The winter solstice had gone, another year began. I was sleeping a deep sleep by night when Harfager came into my chamber, and shook me. His face was ghastly in the taper’s glare. A change within a short time had taken place upon him. He was hardly the same. He was like some poor wight into whose surprised eyes in the night have pried the eyes of Affright.
He said that he was aware of strainings and creakings, which gave him the feeling of being suspended in airy spaces by a thread which must break to his weight; and he begged me, for God’s sake, to accompany him to the coffins. We passed together through the house, he craven, haggard, his gait now laggard, into the chamber of the dead, where he stole to and fro examining the shelves. Out of the footless coffin of the dowager trembling on its bench I saw a water-rat crawl; and as Harfager passed beneath one of the shortest of the shelves which bore one coffin, it suddenly dropped from a height to dust at his feet. He screamed the cry of a frightened creature; tottered to my support; and I bore him back to the upper parts of the palace.

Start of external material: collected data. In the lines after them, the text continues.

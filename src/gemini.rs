/// Gemini API client
///
/// Thin wrapper over the `models/{model}:generateContent` endpoint used for
/// both post text and illustrations. Every request goes through the retry
/// wrapper; interpreting the payload (fallbacks, image validation) is left to
/// the caller.

use base64::Engine;
use reqwest::StatusCode;
use serde::{Deserialize, Serialize};
use std::time::Duration;

use crate::content::GenerationError;
use crate::retry::{with_backoff, RetryPolicy};

#[derive(Debug, Serialize)]
#[serde(rename_all = "camelCase")]
struct GenerateContentRequest {
    contents: Vec<RequestContent>,
    #[serde(skip_serializing_if = "Option::is_none")]
    generation_config: Option<GenerationConfig>,
}

#[derive(Debug, Serialize)]
struct RequestContent {
    parts: Vec<RequestPart>,
}

#[derive(Debug, Serialize)]
struct RequestPart {
    text: String,
}

#[derive(Debug, Serialize)]
#[serde(rename_all = "camelCase")]
struct GenerationConfig {
    response_modalities: Vec<String>,
}

#[derive(Debug, Deserialize)]
struct GenerateContentResponse {
    #[serde(default)]
    candidates: Vec<Candidate>,
}

#[derive(Debug, Deserialize)]
#[serde(rename_all = "camelCase")]
struct Candidate {
    content: Option<CandidateContent>,
    finish_reason: Option<String>,
}

#[derive(Debug, Deserialize)]
struct CandidateContent {
    #[serde(default)]
    parts: Vec<ResponsePart>,
}

#[derive(Debug, Deserialize)]
#[serde(rename_all = "camelCase")]
struct ResponsePart {
    text: Option<String>,
    inline_data: Option<InlineData>,
}

#[derive(Debug, Deserialize)]
#[serde(rename_all = "camelCase")]
struct InlineData {
    mime_type: Option<String>,
    data: Option<String>,
}

/// Decoded binary payload of one response part
#[derive(Debug, Clone, PartialEq, Eq)]
pub struct InlinePayload {
    pub mime_type: Option<String>,
    pub bytes: Vec<u8>,
}

pub struct GeminiClient {
    http_client: reqwest::Client,
    base_url: String,
    api_key: String,
    text_model: String,
    image_model: String,
    retry: RetryPolicy,
}

impl GeminiClient {
    pub fn new(
        base_url: &str,
        api_key: &str,
        text_model: &str,
        image_model: &str,
        timeout: Duration,
        retry: RetryPolicy,
    ) -> Result<Self, GenerationError> {
        let http_client = reqwest::Client::builder().timeout(timeout).build()?;

        Ok(Self {
            http_client,
            base_url: base_url.trim_end_matches('/').to_string(),
            api_key: api_key.to_string(),
            text_model: text_model.to_string(),
            image_model: image_model.to_string(),
            retry,
        })
    }

    async fn generate_content(
        &self,
        model: &str,
        request: &GenerateContentRequest,
    ) -> Result<GenerateContentResponse, GenerationError> {
        let url = format!("{}/v1beta/models/{}:generateContent", self.base_url, model);
        let url = url.as_str();

        with_backoff(&self.retry, || async move {
            let response = self
                .http_client
                .post(url)
                .header("x-goog-api-key", &self.api_key)
                .json(request)
                .send()
                .await?;

            let status = response.status();
            if status != StatusCode::OK {
                let body = response
                    .text()
                    .await
                    .unwrap_or_else(|_| "Unable to read error response".to_string());
                return Err(GenerationError::Status { status, body });
            }

            let body = response.text().await?;
            serde_json::from_str::<GenerateContentResponse>(&body).map_err(GenerationError::from)
        })
        .await
    }

    /// Generate text for `prompt`. Fails when the response has no text at all.
    pub async fn generate_text(&self, prompt: &str) -> Result<String, GenerationError> {
        let request = GenerateContentRequest {
            contents: vec![RequestContent {
                parts: vec![RequestPart {
                    text: prompt.to_string(),
                }],
            }],
            generation_config: None,
        };

        log::debug!("Requesting text from Gemini model {}", self.text_model);
        let response = self.generate_content(&self.text_model, &request).await?;

        let candidate = response
            .candidates
            .into_iter()
            .next()
            .ok_or(GenerationError::MissingField("candidates"))?;

        if let Some(reason) = &candidate.finish_reason {
            log::debug!("Gemini text finish_reason={}", reason);
        }

        let content = candidate
            .content
            .ok_or(GenerationError::MissingField("content"))?;

        let text: String = content
            .parts
            .into_iter()
            .filter_map(|part| part.text)
            .collect();

        let text = text.trim();
        if text.is_empty() {
            return Err(GenerationError::Empty);
        }

        Ok(text.to_string())
    }

    /// Generate an illustration for `prompt`.
    ///
    /// Returns every inline payload that base64-decodes to non-empty bytes, in
    /// response order. Whether the bytes are actually an image is for the
    /// caller to check.
    pub async fn generate_image(&self, prompt: &str) -> Result<Vec<InlinePayload>, GenerationError> {
        let request = GenerateContentRequest {
            contents: vec![RequestContent {
                parts: vec![RequestPart {
                    text: prompt.to_string(),
                }],
            }],
            generation_config: Some(GenerationConfig {
                response_modalities: vec!["TEXT".to_string(), "IMAGE".to_string()],
            }),
        };

        log::info!("Sending image generation request to Gemini ({})", self.image_model);
        let response = self.generate_content(&self.image_model, &request).await?;

        let parts: Vec<ResponsePart> = response
            .candidates
            .into_iter()
            .filter_map(|c| c.content)
            .flat_map(|c| c.parts)
            .collect();

        if parts.is_empty() {
            return Err(GenerationError::MissingField("parts"));
        }

        log::info!("Received response with {} parts", parts.len());

        let total = parts.len();
        let payloads: Vec<InlinePayload> = parts
            .into_iter()
            .enumerate()
            .filter_map(|(i, part)| decode_part(i + 1, total, part))
            .collect();

        if payloads.is_empty() {
            return Err(GenerationError::NoImage);
        }

        Ok(payloads)
    }
}

fn decode_part(index: usize, total: usize, part: ResponsePart) -> Option<InlinePayload> {
    let Some(inline) = part.inline_data else {
        log::debug!("Part {}/{} has no inline data", index, total);
        return None;
    };

    let Some(data) = inline.data.filter(|d| !d.is_empty()) else {
        log::warn!("Part {}/{} has empty inline data", index, total);
        return None;
    };

    match base64::engine::general_purpose::STANDARD.decode(data.trim()) {
        Ok(bytes) if !bytes.is_empty() => {
            log::info!("Decoded inline data from part {}: {} bytes", index, bytes.len());
            Some(InlinePayload {
                mime_type: inline.mime_type,
                bytes,
            })
        }
        Ok(_) => {
            log::warn!("Decoded inline data of part {} is empty", index);
            None
        }
        Err(e) => {
            log::warn!("Failed to decode inline data from part {}: {}", index, e);
            None
        }
    }
}

#[cfg(test)]
mod tests {
    use super::*;
    use serde_json::json;

    fn part(value: serde_json::Value) -> ResponsePart {
        serde_json::from_value(value).unwrap()
    }

    #[test]
    fn image_request_asks_for_image_modality() {
        let request = GenerateContentRequest {
            contents: vec![RequestContent {
                parts: vec![RequestPart {
                    text: "draw".to_string(),
                }],
            }],
            generation_config: Some(GenerationConfig {
                response_modalities: vec!["TEXT".to_string(), "IMAGE".to_string()],
            }),
        };

        assert_eq!(
            serde_json::to_value(&request).unwrap(),
            json!({
                "contents": [{"parts": [{"text": "draw"}]}],
                "generationConfig": {"responseModalities": ["TEXT", "IMAGE"]}
            })
        );
    }

    #[test]
    fn decodes_base64_inline_data() {
        let decoded = decode_part(
            1,
            1,
            part(json!({"inlineData": {"mimeType": "image/png", "data": "aGVsbG8="}})),
        );

        assert_eq!(
            decoded,
            Some(InlinePayload {
                mime_type: Some("image/png".to_string()),
                bytes: b"hello".to_vec(),
            })
        );
    }

    #[test]
    fn skips_text_parts_and_garbage() {
        assert!(decode_part(1, 3, part(json!({"text": "here is your image"}))).is_none());
        assert!(decode_part(2, 3, part(json!({"inlineData": {"data": "%%%not base64"}}))).is_none());
        assert!(decode_part(3, 3, part(json!({"inlineData": {"mimeType": "image/png"}}))).is_none());
    }
}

He sat, with his face buried, in a corner of a small chamber, doddering, overtaken, as it were, with the extremity of age, no longer marking with his “Hark!” the fall of the leaden drops. To my remonstrances he responded only with the moan, “so soon!” Whenever I looked for him, I found him there, his manhood now collapsed in an ague. I do not think that during this time he slept.
On the second night, as I was approaching him, he sprang suddenly upright with the outcry: “The first bell is tinkling!”

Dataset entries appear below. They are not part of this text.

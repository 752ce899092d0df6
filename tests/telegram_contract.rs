//! Telegram Bot API contract tests
//!
//! Run the publisher against a mock Bot API and check the request shape,
//! the caption handling and the retry behaviour per status code.

use ai_post_bot::content::{GeneratedContent, GeneratedImage};
use ai_post_bot::publisher::{Publisher, CAPTION_LIMIT, CONTINUATION_MARKER};
use ai_post_bot::retry::RetryPolicy;
use ai_post_bot::telegram::TelegramChannel;
use std::sync::Arc;
use std::time::Duration;
use wiremock::matchers::{body_string_contains, header_regex, method, path};
use wiremock::{Mock, MockServer, ResponseTemplate};

const TOKEN: &str = "123:abc";

fn fast_retry() -> RetryPolicy {
    RetryPolicy {
        max_attempts: 3,
        initial_delay: Duration::from_millis(5),
        backoff_factor: 2,
    }
}

fn publisher(server: &MockServer) -> Publisher {
    let channel = TelegramChannel::new(&server.uri(), TOKEN, "@ai_posts", Duration::from_secs(5))
        .expect("client should build");
    Publisher::new(Arc::new(channel), fast_retry())
}

fn post(text: String, with_image: bool) -> GeneratedContent {
    GeneratedContent {
        text,
        image: with_image.then(|| GeneratedImage {
            bytes: vec![0x89, b'P', b'N', b'G'],
            mime_type: "image/png".to_string(),
            file_name: "image.png".to_string(),
        }),
    }
}

fn ok_body() -> serde_json::Value {
    serde_json::json!({"ok": true, "result": {}})
}

#[tokio::test]
async fn text_post_uses_send_message_form() {
    let server = MockServer::start().await;

    Mock::given(method("POST"))
        .and(path(format!("/bot{}/sendMessage", TOKEN)))
        .and(body_string_contains("chat_id=%40ai_posts"))
        .and(body_string_contains("text=hello+channel"))
        .respond_with(ResponseTemplate::new(200).set_body_json(ok_body()))
        .expect(1)
        .mount(&server)
        .await;

    assert!(publisher(&server).publish(&post("hello channel".to_string(), false)).await);
}

#[tokio::test]
async fn short_post_is_a_single_multipart_photo() {
    let server = MockServer::start().await;

    Mock::given(method("POST"))
        .and(path(format!("/bot{}/sendPhoto", TOKEN)))
        .and(header_regex("content-type", "^multipart/form-data"))
        .and(body_string_contains("name=\"caption\""))
        .and(body_string_contains("name=\"photo\"; filename=\"image.png\""))
        .and(body_string_contains("short caption"))
        .respond_with(ResponseTemplate::new(200).set_body_json(ok_body()))
        .expect(1)
        .mount(&server)
        .await;

    Mock::given(method("POST"))
        .and(path(format!("/bot{}/sendMessage", TOKEN)))
        .respond_with(ResponseTemplate::new(200).set_body_json(ok_body()))
        .expect(0)
        .mount(&server)
        .await;

    assert!(publisher(&server).publish(&post("short caption".to_string(), true)).await);
}

#[tokio::test]
async fn long_post_sends_photo_then_full_text() {
    let server = MockServer::start().await;
    let text = "x".repeat(2000);
    let caption = format!(
        "{}{}",
        "x".repeat(CAPTION_LIMIT - CONTINUATION_MARKER.chars().count()),
        CONTINUATION_MARKER
    );

    Mock::given(method("POST"))
        .and(path(format!("/bot{}/sendPhoto", TOKEN)))
        .and(body_string_contains(caption.as_str()))
        .respond_with(ResponseTemplate::new(200).set_body_json(ok_body()))
        .expect(1)
        .mount(&server)
        .await;

    Mock::given(method("POST"))
        .and(path(format!("/bot{}/sendMessage", TOKEN)))
        .and(body_string_contains(format!("text={}", text).as_str()))
        .respond_with(ResponseTemplate::new(200).set_body_json(ok_body()))
        .expect(1)
        .mount(&server)
        .await;

    assert!(publisher(&server).publish(&post(text, true)).await);
}

#[tokio::test]
async fn server_errors_are_retried_up_to_the_limit() {
    let server = MockServer::start().await;

    Mock::given(method("POST"))
        .and(path(format!("/bot{}/sendMessage", TOKEN)))
        .respond_with(ResponseTemplate::new(503))
        .expect(3)
        .mount(&server)
        .await;

    assert!(!publisher(&server).publish(&post("hello".to_string(), false)).await);
}

#[tokio::test]
async fn client_errors_are_not_retried() {
    let server = MockServer::start().await;

    Mock::given(method("POST"))
        .and(path(format!("/bot{}/sendPhoto", TOKEN)))
        .respond_with(ResponseTemplate::new(404).set_body_json(serde_json::json!({
            "ok": false,
            "error_code": 404,
            "description": "Not Found"
        })))
        .expect(1)
        .mount(&server)
        .await;

    assert!(!publisher(&server).publish(&post("hello".to_string(), true)).await);
}

#[tokio::test]
async fn transient_failure_recovers_on_retry() {
    let server = MockServer::start().await;

    Mock::given(method("POST"))
        .and(path(format!("/bot{}/sendMessage", TOKEN)))
        .respond_with(ResponseTemplate::new(502))
        .up_to_n_times(1)
        .expect(1)
        .mount(&server)
        .await;

    Mock::given(method("POST"))
        .and(path(format!("/bot{}/sendMessage", TOKEN)))
        .respond_with(ResponseTemplate::new(200).set_body_json(ok_body()))
        .expect(1)
        .mount(&server)
        .await;

    assert!(publisher(&server).publish(&post("hello".to_string(), false)).await);
}

#[tokio::test]
async fn unreachable_api_reports_failure() {
    // Nothing listens on the discard port
    let channel = TelegramChannel::new("http://127.0.0.1:9", TOKEN, "@ai_posts", Duration::from_secs(1))
        .expect("client should build");
    let publisher = Publisher::new(Arc::new(channel), fast_retry());

    assert!(!publisher.publish(&post("hello".to_string(), false)).await);
}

And he had scarcely screamed it when, from some long way off, a faint wail, which at its origin must have been a fierce shriek, reached my now feverish ears. Harfager, for his part, clapped his palms to his ears, and dashed from his place, I following in hot chase through the black breadth of the mansion: till we came to a chamber containing a candelabrum, and arrased in faded red. On the floor in swoon lay the lady Swertha, her dark-grey hair in disarray wrapping her like an angry sea; tufts of it scattered, torn from the roots; and on her throat prints of strangling fingers. We bore her to her bed in an alcove; and, having discovered some tincture in a cabinet, I administered it between her fixed teeth. In her rapt countenance I saw that death was not; and, as I found something appalling in her aspect, shortly afterwards left her to Harfager.
When I next saw him his manner had undergone a kind of change which I can only describe as gruesome. It resembled the officious self-importance seen in a person of weak intellect who spurs himself with the thought, “to business! the time is short!” while his walk sickened me with a hint of ataxie locomotrice. When I asked him as to his aunt, as to the meaning of the marks of violence on her body, bending ear to his deep and unctuous tones, I could hear: “An attempt has been made upon her life by the skeleton, Aith.”
He seemed not to share my astonishment at this thing! nor could give me any clear answer as to his reason for retaining such a servant, or as to the origin of Aith’s service. Aith, he told me, had been admitted into the palace during the period of his own absence in youth, and he knew little of him beyond the fact that he was extraordinarily strong. Whence he had come, or how, no person except the lady Swertha was aware: and she, it seems, feared, or at least persistently flinched from admitting him into the mystery. He added that, as a matter of fact, the lady, from the day of his coming back to Rayba, had with some object imposed upon herself a dumbness on all subjects, which he had never once known her to break through, except by an occasional note.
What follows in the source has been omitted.